View this notebook on GitHub or run it yourself on Binder!


Tagging

Tags can be used to group and indentify specific rubicon-ml entities by shared characteristics. Any rubicon-ml entity can be tagged when logged with any number of tags. Later, tags can be leveraged to query rubicon-ml logs during retrieval.

In general, a tag is any arbitrary string. rubicon-ml provides additonal functionality for tags that follow a <key>:<value> format.

Logging with tags

First, create a Rubicon entrypoint.

[1]:
from rubicon_ml import Rubicon

rubicon = Rubicon(persistence="memory")
project = rubicon.create_project("tagging")

Now we’ll log three experiments with tags “a” and “b”.

[2]:
experiment_a = project.log_experiment(tags=["tag_a"])
experiment_b = project.log_experiment(tags=["other_tag_a", "tag_b"])
experiment_c = project.log_experiment(tags=["tag_a", "tag_b"])

print(f"`experiment_a` ID: {experiment_a.id}, tags: {experiment_a.tags}")
print(f"`experiment_b` ID: {experiment_b.id}, tags: {experiment_b.tags}")
print(f"`experiment_c` ID: {experiment_c.id}, tags: {experiment_c.tags}")
`experiment_a` ID: 7e08c0bf-7f88-46d1-89de-4e0da7e2a448, tags: ['tag_a']
`experiment_b` ID: 75e54061-5910-43a0-a036-c5a6bdd77ca1, tags: ['other_tag_a', 'tag_b']
`experiment_c` ID: cc09ea5c-18df-48b1-888e-e692f5d9e71a, tags: ['tag_a', 'tag_b']

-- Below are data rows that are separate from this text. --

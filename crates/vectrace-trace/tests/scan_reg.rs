//! Contour pipeline regression tests
//!
//! Drives a clustered color index through raster building, scanning,
//! interpolation and fitting, checking contour closure and nesting.

use rand::SeedableRng;
use rand::rngs::StdRng;
use vectrace_color::{ClusterOptions, ColorIndex, build_color_index};
use vectrace_core::{Rgba, RgbaBuffer};
use vectrace_trace::{
    InterpolationMode, build_all_rasters, build_raster_for_color, interpolate, scan_areas,
    trace_area,
};

const WHITE: Rgba = Rgba::opaque(255, 255, 255);
const BLACK: Rgba = Rgba::opaque(0, 0, 0);

fn index_for(image: &RgbaBuffer, palette: &[Rgba]) -> ColorIndex {
    let mut rng = StdRng::seed_from_u64(9);
    let mut palette = palette.to_vec();
    let options = ClusterOptions {
        cycles: 1,
        ..ClusterOptions::default()
    };
    build_color_index(image, &mut palette, &options, &mut rng).unwrap()
}

/// 8x8 white image with a 4x4 black block in the middle.
fn block_index() -> ColorIndex {
    let mut image = RgbaBuffer::filled(8, 8, WHITE);
    image.fill_rect(2, 2, 4, 4, BLACK);
    index_for(&image, &[WHITE, BLACK])
}

#[test]
fn test_contours_close_on_their_first_point() {
    let index = block_index();
    for color in 0..2 {
        let mut raster = build_raster_for_color(&index, color);
        let areas = scan_areas(&mut raster, 0).unwrap();
        assert!(!areas.is_empty());
        for area in &areas {
            assert!(area.points.len() >= 4);
            // The walk terminates by coming back to where it started;
            // the first point is not duplicated at the end.
            let first = &area.points[0];
            let last = area.points.last().unwrap();
            assert!((first.x, first.y) != (last.x, last.y));
        }
    }
}

#[test]
fn test_block_nests_inside_background_hole() {
    let index = block_index();

    let mut white_raster = build_raster_for_color(&index, 0);
    let white_areas = scan_areas(&mut white_raster, 0).unwrap();
    assert_eq!(white_areas.len(), 2);
    assert!(!white_areas[0].is_hole);
    assert!(white_areas[1].is_hole);
    assert_eq!(white_areas[0].child_holes, vec![1]);

    let mut black_raster = build_raster_for_color(&index, 1);
    let black_areas = scan_areas(&mut black_raster, 0).unwrap();
    assert_eq!(black_areas.len(), 1);
    assert!(!black_areas[0].is_hole);
}

#[test]
fn test_batch_rasters_trace_like_single_rasters() {
    let index = block_index();
    let mut batch = build_all_rasters(&index, 2);

    for (color, raster) in batch.iter_mut().enumerate() {
        let mut single = build_raster_for_color(&index, color as i32);
        let batch_areas = scan_areas(raster, 0).unwrap();
        let single_areas = scan_areas(&mut single, 0).unwrap();
        assert_eq!(batch_areas.len(), single_areas.len());
        for (a, b) in batch_areas.iter().zip(&single_areas) {
            assert_eq!(a.points.len(), b.points.len());
            assert_eq!(a.is_hole, b.is_hole);
        }
    }
}

#[test]
fn test_full_chain_produces_closed_commands() {
    let index = block_index();
    let mut raster = build_raster_for_color(&index, 1);
    let areas = scan_areas(&mut raster, 0).unwrap();
    let interpolated = interpolate(InterpolationMode::Interpolate, areas, true);

    for area in &interpolated {
        let outlined = trace_area(area, 1.0, 1.0);
        assert!(!outlined.commands.is_empty());
        let start = match outlined.commands[0] {
            vectrace_trace::DrawCommand::Line { x1, y1, .. } => (x1, y1),
            vectrace_trace::DrawCommand::Curve { x1, y1, .. } => (x1, y1),
        };
        assert_eq!(outlined.commands.last().unwrap().end_point(), start);
    }
}

#[test]
fn test_interpolation_halves_grid_offsets() {
    let index = block_index();
    let mut raster = build_raster_for_color(&index, 1);
    let areas = scan_areas(&mut raster, 0).unwrap();
    let interpolated = interpolate(InterpolationMode::Interpolate, areas, false);

    // Midpoints of integer-grid neighbors land on half-integers.
    for area in &interpolated {
        for point in &area.points {
            assert_eq!((point.x * 2.0).fract(), 0.0);
            assert_eq!((point.y * 2.0).fract(), 0.0);
        }
    }
}
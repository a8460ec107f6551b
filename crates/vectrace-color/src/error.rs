//! Error types for vectrace-color

use thiserror::Error;

/// Errors that can occur during palette construction and clustering
#[derive(Debug, Error)]
pub enum ColorError {
    /// Core library error
    #[error("core error: {0}")]
    Core(#[from] vectrace_core::Error),

    /// Fixed-palette mode selected without a usable palette
    #[error("palette mode requires a non-empty palette in the options")]
    MissingPalette,

    /// Invalid parameters
    #[error("invalid parameters: {0}")]
    InvalidParameters(String),
}

/// Result type for color operations
pub type ColorResult<T> = Result<T, ColorError>;
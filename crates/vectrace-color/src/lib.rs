//! Vectrace Color - Palette construction and pixel clustering
//!
//! This crate reduces an RGBA image to a small palette and assigns every
//! pixel to a palette entry:
//!
//! - **Palette building** ([`palette`]): initial color sets from four
//!   sampling policies (generate, sample, scan, fixed palette)
//! - **Clustering** ([`cluster`]): iterative k-means style refinement that
//!   produces the padded per-pixel color index grid

pub mod cluster;
pub mod error;
pub mod palette;

// Re-export core types
pub use vectrace_core;

pub use cluster::{ClusterOptions, ColorIndex, DistanceBuffering, NO_COLOR, build_color_index};
pub use error::{ColorError, ColorResult};
pub use palette::{MIN_PALETTE_SIZE, PaletteMode, build_palette};
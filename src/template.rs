//! Prompt template collaborator interface.
//!
//! Template rendering is external to the core: the client only needs an
//! opaque "template text plus variables in, string out" function. Hosts
//! with a real template engine implement [`TemplateRenderer`] over it;
//! [`VarSubstRenderer`] covers the simple `{{name}}` substitution case.

use std::collections::HashMap;

use crate::Result;

/// Renders prompt text from a template and a set of variables.
///
/// The core treats this as an opaque function; how templates are stored
/// and what syntax they use is entirely up to the implementation.
pub trait TemplateRenderer: Send + Sync {
    /// Render `template` with the given variables.
    fn render(&self, template: &str, vars: &HashMap<String, String>) -> Result<String>;
}

/// Minimal renderer replacing `{{name}}` placeholders.
///
/// Unknown placeholders are left in place rather than erased, which makes
/// missing variables visible in the rendered prompt.
#[derive(Debug, Clone, Copy, Default)]
pub struct VarSubstRenderer;

impl VarSubstRenderer {
    /// Create a new substitution renderer.
    pub fn new() -> Self {
        Self
    }
}

impl TemplateRenderer for VarSubstRenderer {
    fn render(&self, template: &str, vars: &HashMap<String, String>) -> Result<String> {
        let mut out = template.to_string();
        for (name, value) in vars {
            out = out.replace(&format!("{{{{{}}}}}", name), value);
        }
        Ok(out)
    }
}

#[cfg(test)]
mod tests {
    use super::*;

    fn vars(pairs: &[(&str, &str)]) -> HashMap<String, String> {
        pairs
            .iter()
            .map(|(k, v)| (k.to_string(), v.to_string()))
            .collect()
    }

    #[test]
    fn renderer_is_send_sync() {
        fn assert_send_sync<T: Send + Sync + ?Sized>() {}
        assert_send_sync::<dyn TemplateRenderer>();
        assert_send_sync::<VarSubstRenderer>();
    }

    #[test]
    fn substitutes_placeholders() {
        let renderer = VarSubstRenderer::new();
        let rendered = renderer
            .render(
                "Hello {{name}}, you are {{mood}}.",
                &vars(&[("name", "Ada"), ("mood", "curious")]),
            )
            .unwrap();
        assert_eq!(rendered, "Hello Ada, you are curious.");
    }

    #[test]
    fn unknown_placeholders_are_preserved() {
        let renderer = VarSubstRenderer::new();
        let rendered = renderer.render("{{missing}} text", &vars(&[])).unwrap();
        assert_eq!(rendered, "{{missing}} text");
    }

    #[test]
    fn plain_text_passes_through() {
        let renderer = VarSubstRenderer::new();
        let rendered = renderer.render("no placeholders", &vars(&[("x", "y")])).unwrap();
        assert_eq!(rendered, "no placeholders");
    }
}
/// Errors that can occur when using chatpipe.
///
/// Errors are organized by category:
/// - Configuration errors: detected at `build()` or request-build time
/// - Spawn errors: failed to start the transport process
/// - IO errors: communication failures with the subprocess
/// - Runtime errors: failures during streaming
#[derive(thiserror::Error, Debug)]
#[non_exhaustive]
pub enum Error {
    // -------------------------------------------------------------------------
    // Configuration errors
    // -------------------------------------------------------------------------
    /// The API key environment variable named by the config is unset or empty.
    ///
    /// Raised before any transport process is spawned.
    #[error("API key environment variable {var} is not set or empty")]
    MissingCredential { var: String },

    /// Invalid configuration provided to the builder.
    #[error("invalid configuration: {0}")]
    InvalidConfig(String),

    // -------------------------------------------------------------------------
    // Spawn errors
    // -------------------------------------------------------------------------
    /// Transport binary not found in PATH.
    #[error("transport program not found: {program}")]
    TransportNotFound { program: String },

    /// Failed to spawn the transport subprocess.
    #[error("failed to spawn transport process: {0}")]
    ProcessSpawn(#[source] std::io::Error),

    // -------------------------------------------------------------------------
    // IO errors
    // -------------------------------------------------------------------------
    /// IO error communicating with the transport subprocess.
    #[error("IO error: {0}")]
    Io(#[source] std::io::Error),

    // -------------------------------------------------------------------------
    // Runtime errors
    // -------------------------------------------------------------------------
    /// The transport wrote to stderr; fatal for the current invocation.
    #[error("transport error: {message}")]
    Transport { message: String },

    /// The run was cancelled by the host.
    #[error("request cancelled")]
    Cancelled,
}

/// A specialized Result type for chatpipe operations.
pub type Result<T> = std::result::Result<T, Error>;

impl Error {
    /// Create an IO error.
    pub fn io(source: std::io::Error) -> Self {
        Self::Io(source)
    }

    /// Check if this error is a configuration problem the host must fix,
    /// as opposed to a failure of one particular invocation.
    pub fn is_config_error(&self) -> bool {
        matches!(
            self,
            Error::MissingCredential { .. } | Error::InvalidConfig(_)
        )
    }
}

impl From<std::io::Error> for Error {
    fn from(err: std::io::Error) -> Self {
        Error::Io(err)
    }
}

Any other entity logged to an experiment can also be tagged.

[3]:
import pandas as pd

artifact = experiment_a.log_artifact(
    data_bytes=b"artifact", name="artifact", tags=["tag_c"]
)
dataframe = experiment_a.log_dataframe(
    df=pd.DataFrame([[0], [1]]), tags=["tag_d"]
)
feature = experiment_a.log_feature(name="var_0", tags=["tag_e"])
parameter = experiment_a.log_parameter(name="input", value=0, tags=["tag_f"])
metric = experiment_a.log_metric(name="output", value=1, tags=["tag_g"])

Retrieving with tags

Each of the retrieval functions on a project or experiment (experiments, metrics, etc.) accept the tags and qtype (“or” or “and”, default “or”) arguments to filter retrieval.

First, grab all the experiments with tag “a”.

[4]:
[f"{e.id}: {e.tags}" for e in project.experiments(tags=["tag_a"])]
[4]:
["7e08c0bf-7f88-46d1-89de-4e0da7e2a448: ['tag_a']",
 "cc09ea5c-18df-48b1-888e-e692f5d9e71a: ['tag_a', 'tag_b']"]

Next, get each experiment with tag “b”. Note that the final experiment is the same as the last output since it has both tags “a” and “b”.

[5]:
[f"{e.id}: {e.tags}" for e in project.experiments(tags=["tag_b"])]
[5]:
["75e54061-5910-43a0-a036-c5a6bdd77ca1: ['other_tag_a', 'tag_b']",
 "cc09ea5c-18df-48b1-888e-e692f5d9e71a: ['tag_a', 'tag_b']"]

Querying with multiple tags uses a logical or to return results by default.

[6]:
[f"{e.id}: {e.tags}" for e in project.experiments(tags=["tag_a", "tag_b"])]
[6]:
["7e08c0bf-7f88-46d1-89de-4e0da7e2a448: ['tag_a']",
 "75e54061-5910-43a0-a036-c5a6bdd77ca1: ['other_tag_a', 'tag_b']",
 "cc09ea5c-18df-48b1-888e-e692f5d9e71a: ['tag_a', 'tag_b']"]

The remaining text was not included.